C’est marrant, mais, pour moi, le message (et il y en a plein dans les chansons de Melissmell : politique, économique, écologique…) serait mieux passé si il ne m’avait pas été hurlé dans les oreilles ! Quand les décibels montent, mes tympans de ferment, instinctivement… Par contre mes voisines de gauche adoraient, visiblement. Elles connaissaient toutes les paroles par cœur et leur sourire faisait plaisir à voir. Moi, j’avoue préférer l’autre personnalité de Melissmell. Celle qui, sans être plus policée, m’est quand même plus accessible.  

J’ai l’habitude de beaucoup voyager pour assouvir ma passion : assister à des spectacles de musique vivante et il m’arrive, en plaisantant, de classer mes chanteurs favoris par le nombre de kilomètres que je suis prête à faire pour aller les applaudir.

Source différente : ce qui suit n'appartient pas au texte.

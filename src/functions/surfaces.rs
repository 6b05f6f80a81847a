//! De vaste catalogus van vervormingsfuncties en hun rekenregels.

use super::FunctionDefinition;
use super::schema::{MAX_PARAMETERS, ParameterSchema, ParameterSpec, UNIT_AB};

/// Opgeloste coëfficiënten voor een rekenregel; schema-entry `i` staat in slot `i`.
#[derive(Debug, Clone, Copy, Default, PartialEq)]
pub struct Coefficients(pub [f64; MAX_PARAMETERS]);

impl Coefficients {
    #[must_use]
    pub const fn a(&self) -> f64 {
        self.0[0]
    }

    #[must_use]
    pub const fn b(&self) -> f64 {
        self.0[1]
    }

    #[must_use]
    pub const fn c(&self) -> f64 {
        self.0[2]
    }
}

/// Beschikbare functies binnen de catalogus.
#[derive(Debug, Clone, Copy, PartialEq, Eq, Hash)]
pub enum FunctionKind {
    SineRidge,
    RadialRipple,
    OrganicHill,
    EggCrate,
    BrainFolds,
    CellularCaustic,
    FoldedLeaf,
    TurbulentPlasma,
    /// Telt bij elke evaluatie een uniforme ruis in `[-0.1, 0.1]` op; zie
    /// [`FunctionKind::is_stochastic`].
    NoisyOrganism,
    CraterField,
    ReflectiveShell,
    BiologicalMesh,
    BambooNodes,
    SineNet,
    BiowaveBraids,
    PeristalticTunnel,
    OrganicWebbing,
    VortexWrap,
    NestedWaves,
    WigglingSurface,
}

impl FunctionKind {
    /// Deterministisch deel van de functie.
    ///
    /// Voor `NoisyOrganism` is dit de basiswaarde zonder ruis.
    #[must_use]
    pub fn height(self, x: f64, y: f64, c: &Coefficients) -> f64 {
        match self {
            Self::SineRidge => (c.a() * x).sin() * (c.b() * y).cos(),
            Self::RadialRipple => {
                let r = (c.a() * c.a() * x * x + c.b() * c.b() * y * y).sqrt();
                r.sin() / (1.0 + (x * x + y * y).sqrt())
            }
            Self::OrganicHill => x.sin() * y.sin() + 0.5 * (2.0 * x).sin() * (2.0 * y).cos(),
            Self::EggCrate => (c.a() * x).sin().powi(2) + (c.b() * y).cos().powi(2),
            Self::BrainFolds => {
                (c.a() * x + (c.b() * y).sin()).sin() + (c.b() * y + (c.a() * x).cos()).cos()
            }
            Self::CellularCaustic => (x * x + y * y).sin() / (1.0 + 0.1 * x * x + 0.1 * y * y),
            Self::FoldedLeaf => x.sin() * y.cos() + 0.3 * (3.0 * x + y).sin(),
            Self::TurbulentPlasma => {
                (c.a() * x + (c.b() * y).sin()).sin() * (c.b() * y + (c.a() * x).sin()).cos()
            }
            Self::NoisyOrganism => x.sin() + y.cos(),
            Self::CraterField => (x * x - y * y).sin() / (1.0 + 0.5 * x * x + 0.5 * y * y),
            Self::ReflectiveShell => ((c.a() * x).sin() + (c.b() * y).cos()).tanh(),
            Self::BiologicalMesh => (x + y.sin()).cos() * (y + x.cos()).sin(),
            // 1 + cos(b·y) wordt nul; ±inf/NaN gaan ongewijzigd door.
            Self::BambooNodes => (c.a() * x).sin() / (1.0 + (c.b() * y).cos()),
            Self::SineNet => x.sin() * y.cos() + (3.0 * x).sin() * (3.0 * y).cos(),
            Self::BiowaveBraids => {
                (c.a() * x + (c.b() * y).sin()).sin() + (c.a() * y + (c.b() * x).cos()).cos()
            }
            Self::PeristalticTunnel => x.sin() * y.sin() * (x + y).cos(),
            Self::OrganicWebbing => {
                (c.a() * x * x + c.b() * y * y).sin() * (c.c() * x * y).cos()
            }
            Self::VortexWrap => y.atan2(x) + (x * x + y * y).sqrt().sin(),
            Self::NestedWaves => (c.a() * x + (c.b() * y + (c.c() * x).sin()).sin()).sin(),
            Self::WigglingSurface => x.sin() * y.tanh() + (x + y).cos(),
        }
    }

    /// `true` voor de enige functie die per aanroep willekeurige ruis toevoegt.
    #[must_use]
    pub const fn is_stochastic(self) -> bool {
        matches!(self, Self::NoisyOrganism)
    }
}

const BAMBOO: ParameterSchema = ParameterSchema::new(&[
    ParameterSpec {
        name: "a",
        default_value: 3.0,
        min: 0.1,
        max: 10.0,
        step: 0.01,
        label: "A",
    },
    ParameterSpec {
        name: "b",
        default_value: 1.0,
        min: 0.1,
        max: 5.0,
        step: 0.01,
        label: "B",
    },
]);

const WEB_ABC: ParameterSchema = ParameterSchema::new(&[
    ParameterSpec {
        name: "a",
        default_value: 0.1,
        min: 0.01,
        max: 1.0,
        step: 0.01,
        label: "A",
    },
    ParameterSpec {
        name: "b",
        default_value: 0.1,
        min: 0.01,
        max: 1.0,
        step: 0.01,
        label: "B",
    },
    ParameterSpec {
        name: "c",
        default_value: 0.1,
        min: 0.01,
        max: 1.0,
        step: 0.01,
        label: "C",
    },
]);

const NESTED_ABC: ParameterSchema = ParameterSchema::new(&[
    ParameterSpec {
        name: "a",
        default_value: 1.0,
        min: 0.1,
        max: 5.0,
        step: 0.1,
        label: "A",
    },
    ParameterSpec {
        name: "b",
        default_value: 1.0,
        min: 0.1,
        max: 5.0,
        step: 0.1,
        label: "B",
    },
    ParameterSpec {
        name: "c",
        default_value: 1.0,
        min: 0.1,
        max: 5.0,
        step: 0.1,
        label: "C",
    },
]);

/// Volledige catalogus in menuvolgorde.
pub const REGISTRATIONS: &[FunctionDefinition] = &[
    FunctionDefinition {
        key: "sineRidge",
        name: "Sine Ridge",
        kind: FunctionKind::SineRidge,
        schema: UNIT_AB,
    },
    FunctionDefinition {
        key: "ripple",
        name: "Radial Ripple",
        kind: FunctionKind::RadialRipple,
        schema: UNIT_AB,
    },
    FunctionDefinition {
        key: "organicHill",
        name: "Organic Hill",
        kind: FunctionKind::OrganicHill,
        schema: ParameterSchema::EMPTY,
    },
    FunctionDefinition {
        key: "eggCrate",
        name: "Egg Crate",
        kind: FunctionKind::EggCrate,
        schema: UNIT_AB,
    },
    FunctionDefinition {
        key: "brainFolds",
        name: "Brain Folds",
        kind: FunctionKind::BrainFolds,
        schema: UNIT_AB,
    },
    FunctionDefinition {
        key: "caustic",
        name: "Cellular Caustic",
        kind: FunctionKind::CellularCaustic,
        schema: ParameterSchema::EMPTY,
    },
    FunctionDefinition {
        key: "foldedLeaf",
        name: "Folded Leaf",
        kind: FunctionKind::FoldedLeaf,
        schema: ParameterSchema::EMPTY,
    },
    FunctionDefinition {
        key: "turbulentPlasma",
        name: "Turbulent Plasma",
        kind: FunctionKind::TurbulentPlasma,
        schema: UNIT_AB,
    },
    FunctionDefinition {
        key: "noisyOrganism",
        name: "Noisy Organism",
        kind: FunctionKind::NoisyOrganism,
        schema: ParameterSchema::EMPTY,
    },
    FunctionDefinition {
        key: "craterField",
        name: "Crater Field",
        kind: FunctionKind::CraterField,
        schema: ParameterSchema::EMPTY,
    },
    FunctionDefinition {
        key: "reflectiveShell",
        name: "Reflective Shell",
        kind: FunctionKind::ReflectiveShell,
        schema: UNIT_AB,
    },
    FunctionDefinition {
        key: "bioMesh",
        name: "Biological Mesh",
        kind: FunctionKind::BiologicalMesh,
        schema: ParameterSchema::EMPTY,
    },
    FunctionDefinition {
        key: "bamboo",
        name: "Bamboo Nodes",
        kind: FunctionKind::BambooNodes,
        schema: BAMBOO,
    },
    FunctionDefinition {
        key: "sineNet",
        name: "Psychedelic Sine Net",
        kind: FunctionKind::SineNet,
        schema: ParameterSchema::EMPTY,
    },
    FunctionDefinition {
        key: "biowave",
        name: "Biowave Braids",
        kind: FunctionKind::BiowaveBraids,
        schema: UNIT_AB,
    },
    FunctionDefinition {
        key: "tunnel",
        name: "Peristaltic Tunnel",
        kind: FunctionKind::PeristalticTunnel,
        schema: ParameterSchema::EMPTY,
    },
    FunctionDefinition {
        key: "organicWeb",
        name: "Organic Webbing",
        kind: FunctionKind::OrganicWebbing,
        schema: WEB_ABC,
    },
    FunctionDefinition {
        key: "vortexWrap",
        name: "Vortex Wrap",
        kind: FunctionKind::VortexWrap,
        schema: ParameterSchema::EMPTY,
    },
    FunctionDefinition {
        key: "nestedWaves",
        name: "Nested Waves",
        kind: FunctionKind::NestedWaves,
        schema: NESTED_ABC,
    },
    FunctionDefinition {
        key: "wiggler",
        name: "Wiggling Surface",
        kind: FunctionKind::WigglingSurface,
        schema: ParameterSchema::EMPTY,
    },
];

#[cfg(test)]
mod tests {
    use super::{Coefficients, FunctionKind, REGISTRATIONS};
    use crate::functions::schema::MAX_PARAMETERS;

    const EPSILON: f64 = 1e-12;
    const UNIT: Coefficients = Coefficients([1.0, 1.0, 1.0]);

    #[test]
    fn schema_names_follow_slot_order() {
        let slots = ["a", "b", "c"];
        for definition in REGISTRATIONS {
            assert!(definition.schema.len() <= MAX_PARAMETERS, "{}", definition.key);
            for (index, spec) in definition.schema.iter().enumerate() {
                assert_eq!(spec.name, slots[index], "{}", definition.key);
            }
        }
    }

    #[test]
    fn only_noisy_organism_is_stochastic() {
        let stochastic: Vec<&str> = REGISTRATIONS
            .iter()
            .filter(|definition| definition.kind.is_stochastic())
            .map(|definition| definition.key)
            .collect();
        assert_eq!(stochastic, ["noisyOrganism"]);
    }

    #[test]
    fn known_values_at_origin() {
        let zero = Coefficients::default();
        assert!(FunctionKind::SineRidge.height(0.0, 0.0, &UNIT).abs() < EPSILON);
        assert!((FunctionKind::EggCrate.height(0.0, 0.0, &UNIT) - 1.0).abs() < EPSILON);
        assert!((FunctionKind::NoisyOrganism.height(0.0, 0.0, &zero) - 1.0).abs() < EPSILON);
        assert!((FunctionKind::WigglingSurface.height(0.0, 0.0, &zero) - 1.0).abs() < EPSILON);
        assert!(FunctionKind::RadialRipple.height(0.0, 0.0, &UNIT).abs() < EPSILON);
    }

    #[test]
    fn uses_third_coefficient() {
        let x = 1.3;
        let y = -0.7;
        let base = Coefficients([0.2, 0.3, 0.1]);
        let shifted = Coefficients([0.2, 0.3, 0.9]);
        assert_ne!(
            FunctionKind::OrganicWebbing.height(x, y, &base),
            FunctionKind::OrganicWebbing.height(x, y, &shifted)
        );
        let expected = (0.2_f64 * x * x + 0.3 * y * y).sin() * (0.1_f64 * x * y).cos();
        assert!((FunctionKind::OrganicWebbing.height(x, y, &base) - expected).abs() < EPSILON);
    }

    #[test]
    fn bamboo_singularity_passes_through() {
        // b = 1, y = π: 1 + cos(π) = 0
        let value = FunctionKind::BambooNodes.height(1.0, std::f64::consts::PI, &UNIT);
        assert!(!value.is_finite() || value.abs() > 1e10);
    }

    #[test]
    fn vortex_wrap_uses_atan2_quadrants() {
        let zero = Coefficients::default();
        let left = FunctionKind::VortexWrap.height(-1.0, 0.0, &zero);
        let expected = std::f64::consts::PI + 1.0_f64.sin();
        assert!((left - expected).abs() < EPSILON);
    }
}
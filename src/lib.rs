#![warn(clippy::all, clippy::pedantic)]
#![allow(clippy::module_name_repetitions)]

pub mod eval;
pub mod functions;
pub mod session;

use std::fmt;

use eval::grid::{self, GridSpec};
use functions::{FunctionSummary, catalog};
use session::SelectionState;
use wasm_bindgen::JsError;
use wasm_bindgen::prelude::*;

cfg_if::cfg_if! {
    if #[cfg(all(feature = "console_error_panic_hook", target_arch = "wasm32"))] {
        #[wasm_bindgen(start)]
        pub fn initialize() {
            console_error_panic_hook::set_once();
            init_logger();
        }
    } else {
        #[wasm_bindgen(start)]
        pub fn initialize() {
            // no-op fallback when panic hook is disabled
            init_logger();
        }
    }
}

#[cfg(feature = "debug_logs")]
fn init_logger() {
    use log::LevelFilter;
    use wasm_bindgen_console_logger::DEFAULT_LOGGER;
    if log::set_logger(&DEFAULT_LOGGER).is_ok() {
        log::set_max_level(LevelFilter::Debug);
    }
}

#[cfg(not(feature = "debug_logs"))]
fn init_logger() {
    // no-op fallback when debug logs are disabled
}

#[cfg(all(feature = "parallel", target_arch = "wasm32"))]
#[wasm_bindgen]
pub async fn initialize_parallel(worker_count: Option<u32>) -> Result<(), JsError> {
    let threads = worker_count
        .map(|count| count.max(1) as usize)
        .or_else(|| {
            std::thread::available_parallelism()
                .map(|value| value.get())
                .ok()
        })
        .unwrap_or(1);

    wasm_bindgen_rayon::init_thread_pool(threads)
        .await
        .map_err(|err| JsError::new(&format!("kon rayon threadpool niet initialiseren: {err}")))
}

/// Publieke ingang voor de renderer en de UI-laag.
#[wasm_bindgen]
pub struct Engine {
    selection: SelectionState,
}

impl Default for Engine {
    fn default() -> Self {
        Self::new()
    }
}

#[wasm_bindgen]
impl Engine {
    #[wasm_bindgen(constructor)]
    pub fn new() -> Engine {
        Engine {
            selection: SelectionState::new(),
        }
    }

    /// Alle functies als `{ key, name }` in menuvolgorde.
    #[wasm_bindgen]
    pub fn list_functions(&self) -> Result<JsValue, JsValue> {
        let summaries: Vec<FunctionSummary> = catalog()
            .list_all()
            .iter()
            .map(functions::FunctionDefinition::summary)
            .collect();
        serde_wasm_bindgen::to_value(&summaries).map_err(|err| JsError::new(&err.to_string()).into())
    }

    /// Parameterschema van `key` voor het genereren van sliders.
    #[wasm_bindgen]
    pub fn schema_for(&self, key: &str) -> Result<JsValue, JsValue> {
        let schema = catalog().schema_for(key).map_err(to_js_error)?;
        serde_wasm_bindgen::to_value(&schema.export())
            .map_err(|err| JsError::new(&err.to_string()).into())
    }

    #[wasm_bindgen]
    pub fn current_key(&self) -> String {
        self.selection.current_key().to_owned()
    }

    #[wasm_bindgen]
    pub fn current_params(&self) -> Result<JsValue, JsValue> {
        serde_wasm_bindgen::to_value(self.selection.current_params())
            .map_err(|err| JsError::new(&err.to_string()).into())
    }

    #[wasm_bindgen]
    pub fn select_function(&mut self, key: &str) -> Result<(), JsValue> {
        self.selection.select_function(key).map_err(to_js_error)
    }

    /// Stel een parameter in; geeft de (begrensde) opgeslagen waarde terug.
    #[wasm_bindgen]
    pub fn set_parameter(&mut self, name: &str, value: f64) -> Result<f64, JsValue> {
        self.selection.set_parameter(name, value).map_err(to_js_error)
    }

    /// Hoogte van de actieve functie op één punt.
    #[wasm_bindgen]
    pub fn height_at(&self, x: f64, y: f64) -> Result<f64, JsValue> {
        eval::evaluate(
            self.selection.current_definition(),
            x,
            y,
            self.selection.current_params(),
        )
        .map_err(to_js_error)
    }

    /// Bemonster de actieve functie over een raster; `spec` is `{ extent?, resolution? }`.
    #[wasm_bindgen]
    pub fn sample_grid(&self, spec: JsValue) -> Result<JsValue, JsValue> {
        let spec: GridSpec = if spec.is_undefined() || spec.is_null() {
            GridSpec::default()
        } else {
            serde_wasm_bindgen::from_value(spec).map_err(|err| JsError::new(&err.to_string()))?
        };
        let field = grid::sample_grid(&self.selection.snapshot(), &spec).map_err(to_js_error)?;
        serde_wasm_bindgen::to_value(&field).map_err(|err| JsError::new(&err.to_string()).into())
    }
}

impl Engine {
    /// Toegang tot de selectiestatus voor Rust-consumenten.
    #[must_use]
    pub fn selection(&self) -> &SelectionState {
        &self.selection
    }
}

fn to_js_error<E: fmt::Display>(error: E) -> JsValue {
    js_error(&error.to_string())
}

fn js_error(message: &str) -> JsValue {
    #[cfg(target_arch = "wasm32")]
    {
        JsError::new(message).into()
    }
    #[cfg(not(target_arch = "wasm32"))]
    {
        let _ = message;
        JsValue::NULL
    }
}

#[cfg(test)]
mod tests {
    use super::Engine;

    #[test]
    fn engine_starts_on_default_function() {
        let engine = Engine::new();
        assert_eq!(engine.current_key(), "sineRidge");
    }

    #[test]
    fn engine_forwards_mutations() {
        let mut engine = Engine::new();
        assert!(engine.select_function("eggCrate").is_ok());
        assert!(engine.select_function("onbekend").is_err());
        assert_eq!(engine.current_key(), "eggCrate");
        assert_eq!(engine.set_parameter("b", 99.0).ok(), Some(5.0));
        assert!(engine.set_parameter("z", 1.0).is_err());
    }

    #[test]
    fn height_at_uses_current_selection() {
        let mut engine = Engine::new();
        engine.select_function("eggCrate").unwrap();
        assert_eq!(engine.height_at(0.0, 0.0).ok(), Some(1.0));
    }

    #[test]
    fn height_at_reads_live_parameters() {
        let mut engine = Engine::new();
        let (x, y) = (0.8_f64, 0.3_f64);
        assert_eq!(engine.height_at(x, y).ok(), Some(x.sin() * y.cos()));

        assert_eq!(engine.set_parameter("a", 2.0).ok(), Some(2.0));
        let expected = crate::eval::evaluate(
            engine.selection().current_definition(),
            x,
            y,
            engine.selection().current_params(),
        )
        .unwrap();
        assert_eq!(engine.height_at(x, y).ok(), Some(expected));
        assert_eq!(expected, (2.0 * x).sin() * y.cos());
    }
}
// ABOUTME: Validation rejections with stable reason strings.
// ABOUTME: Outcome wraps a completed operation or the reason it was refused.

use serde::{Serialize, Serializer};
use std::fmt;

/// A request refused by validation before (or instead of) mutating anything.
#[derive(Debug, Clone, Copy, PartialEq, Eq, Hash)]
pub enum Rejection {
    /// The build or snapshot has no `index.html`.
    NoIndex,
    /// The build root has a `package.json`, so it is likely a source tree.
    HasPackageJson,
    /// The build has files inside the snapshot or metadata namespace.
    ReservedPath,
    /// The snapshot namespace holds no files.
    NoFiles,
    /// Flushing the live version was requested.
    FlushCurrentVersion,
    /// The snapshot to flush does not exist.
    VersionNotFound,
}

impl Rejection {
    /// Stable machine-readable reason, as recorded in deployment results.
    pub fn reason(&self) -> &'static str {
        match self {
            Rejection::NoIndex => "deployment.no_index",
            Rejection::HasPackageJson => "deployment.has_package_json",
            Rejection::ReservedPath => "deployment.reserved_path",
            Rejection::NoFiles => "deployment.no_files",
            Rejection::FlushCurrentVersion => "flush.attempting_flush_current_version",
            Rejection::VersionNotFound => "flush.version_not_found",
        }
    }

    /// Explanation for humans.
    pub fn describe(&self) -> &'static str {
        match self {
            Rejection::NoIndex => "no index.html found at the root of the build",
            Rejection::HasPackageJson => {
                "package.json found at the build root; point at the build output, not the source tree"
            }
            Rejection::ReservedPath => {
                "the build contains __DEPLOYMENTS__ or __DEPLOYMENTS_META__ at its root"
            }
            Rejection::NoFiles => "the snapshot contains no files",
            Rejection::FlushCurrentVersion => "refusing to flush the version that is currently live",
            Rejection::VersionNotFound => "no snapshot with that version exists",
        }
    }
}

impl fmt::Display for Rejection {
    fn fmt(&self, f: &mut fmt::Formatter<'_>) -> fmt::Result {
        write!(f, "{} ({})", self.describe(), self.reason())
    }
}

impl Serialize for Rejection {
    fn serialize<S: Serializer>(&self, serializer: S) -> Result<S::Ok, S::Error> {
        serializer.serialize_str(self.reason())
    }
}

/// Result of an operation that validation may refuse.
#[must_use = "a rejected operation must be reported"]
#[derive(Debug, Clone, PartialEq, Eq)]
pub enum Outcome<T = ()> {
    Done(T),
    Rejected(Rejection),
}

impl<T> Outcome<T> {
    pub fn is_done(&self) -> bool {
        matches!(self, Outcome::Done(_))
    }

    pub fn rejection(&self) -> Option<Rejection> {
        match self {
            Outcome::Done(_) => None,
            Outcome::Rejected(r) => Some(*r),
        }
    }

    pub fn map<U>(self, f: impl FnOnce(T) -> U) -> Outcome<U> {
        match self {
            Outcome::Done(value) => Outcome::Done(f(value)),
            Outcome::Rejected(r) => Outcome::Rejected(r),
        }
    }
}
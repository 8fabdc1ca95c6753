// ABOUTME: Activate command implementation.
// ABOUTME: Promotes an uploaded version and turns the engine's outcome into an exit status.

use super::session::TargetSession;
use stagehand::config::Config;
use stagehand::deploy::{
    Activation, ActivationOutcome, DeploymentInput, DeploymentResult, Engine, Stage,
};
use stagehand::diagnostics::{Diagnostics, Warning};
use stagehand::error::{Error, Result};
use stagehand::output::Output;
use stagehand::store::ObjectStore;
use stagehand::telemetry::TracingTelemetry;
use stagehand::types::{SnapshotHash, StorageRoot};

/// Make `version` live on `target`.
pub async fn activate(
    config: &Config,
    token: Option<&str>,
    target: &str,
    version: &str,
    mut output: Output,
) -> Result<()> {
    output.start_timer();
    let hash = SnapshotHash::parse_version(version)?;
    let telemetry = TracingTelemetry;
    let mut diag = Diagnostics::default();

    let result = DeploymentResult::new(DeploymentInput::new(target)).with_hash(&hash);
    let (session, result) =
        TargetSession::open(config, token, target, &hash, result, &telemetry, &output).await?;

    let engine = Engine::new(&session.store, &telemetry).with_retry(config.retry.policies());
    let (result, verdict) =
        run_activation(&engine, &session.root, &hash, result, &output, &mut diag).await;

    session.submit(&result, &mut diag).await;
    for warning in diag.warnings() {
        output.warning(&warning.message);
    }
    output.report(&result);
    verdict
}

/// Activate `hash` and merge the outcome into `result`.
pub(super) async fn run_activation<S: ObjectStore + ?Sized>(
    engine: &Engine<'_, S>,
    root: &StorageRoot,
    hash: &SnapshotHash,
    result: DeploymentResult,
    output: &Output,
    diag: &mut Diagnostics,
) -> (DeploymentResult, Result<()>) {
    output.progress(&format!("  → Activating {}...", hash.version_label()));

    let activation = match engine.activate(root, hash).await {
        Ok(activation) => activation,
        Err(e) => return (result.with_stage_error(Stage::Activate, &e), Err(e.into())),
    };

    let result = result.with_activation(&activation);
    let verdict = exit_status(&activation, output, diag);
    (result, verdict)
}

fn exit_status(activation: &Activation, output: &Output, diag: &mut Diagnostics) -> Result<()> {
    let label = activation.target.version_label();
    let previous = activation
        .previous
        .as_ref()
        .map(SnapshotHash::version_label)
        .unwrap_or_else(|| "the previous version".to_string());

    match &activation.outcome {
        ActivationOutcome::Activated => {
            output.success(&format!("{label} is live"));
            Ok(())
        }
        ActivationOutcome::Rejected(rejection) => Err(Error::Rejected(*rejection)),
        ActivationOutcome::Failed { error } => Err(Error::ActivationFailed {
            hash: activation.target.clone(),
            message: format!("{error}; there is no previous version to roll back to"),
        }),
        ActivationOutcome::RolledBack { error } => {
            diag.warn(Warning::rolled_back(format!(
                "Activation of {label} failed: {error}"
            )));
            output.success(&format!("Rolled back to {previous}"));
            Ok(())
        }
        ActivationOutcome::RollbackRejected { error, rejection } => Err(Error::ActivationFailed {
            hash: activation.target.clone(),
            message: format!("{error}; rollback to {previous} was refused: {rejection}"),
        }),
        ActivationOutcome::RollbackFailed {
            error,
            rollback_error,
        } => Err(Error::RollbackFailed(format!(
            "activation of {label} failed ({error}) and rolling back to {previous} failed ({rollback_error})"
        ))),
    }
}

J’ai les « Pour elle (lui), je traverse la France et je vais même à l’étranger », les « quatre heures de route et j’y vais », les « s’il passe dans le coin, j’y retourne » et les « bon… s’il est programmé à moins de vingt bornes et que je n’ai rien d’autre à faire… ». Là, avec Melissmell, je suis dans le doute : j’irais volontiers la revoir à la condition que ce soit dans la version « CD ». Je veux bien que la chanson « de parole » ait besoin de se renouveler, de proposer autre chose pour attirer un public plus jeune, généralement attiré vers les musiques anglo-saxonnes. Là, je suis heureuse que Barjac, que Jofroi, le programmateur qui passe beaucoup de temps à aller voir de nouveaux artistes, m’ait permis d’assister à cette prestation, de savoir que ça existe, d’y avoir survécu… mais je n’y ai pas vraiment pris du plaisir. D’un autre côté, le personnage est sympathique, jeune, grande gueule, révoltée… je pense qu’elle va évoluer et ça m’intéressera de la suivre (de loin… ou dans de petites salles)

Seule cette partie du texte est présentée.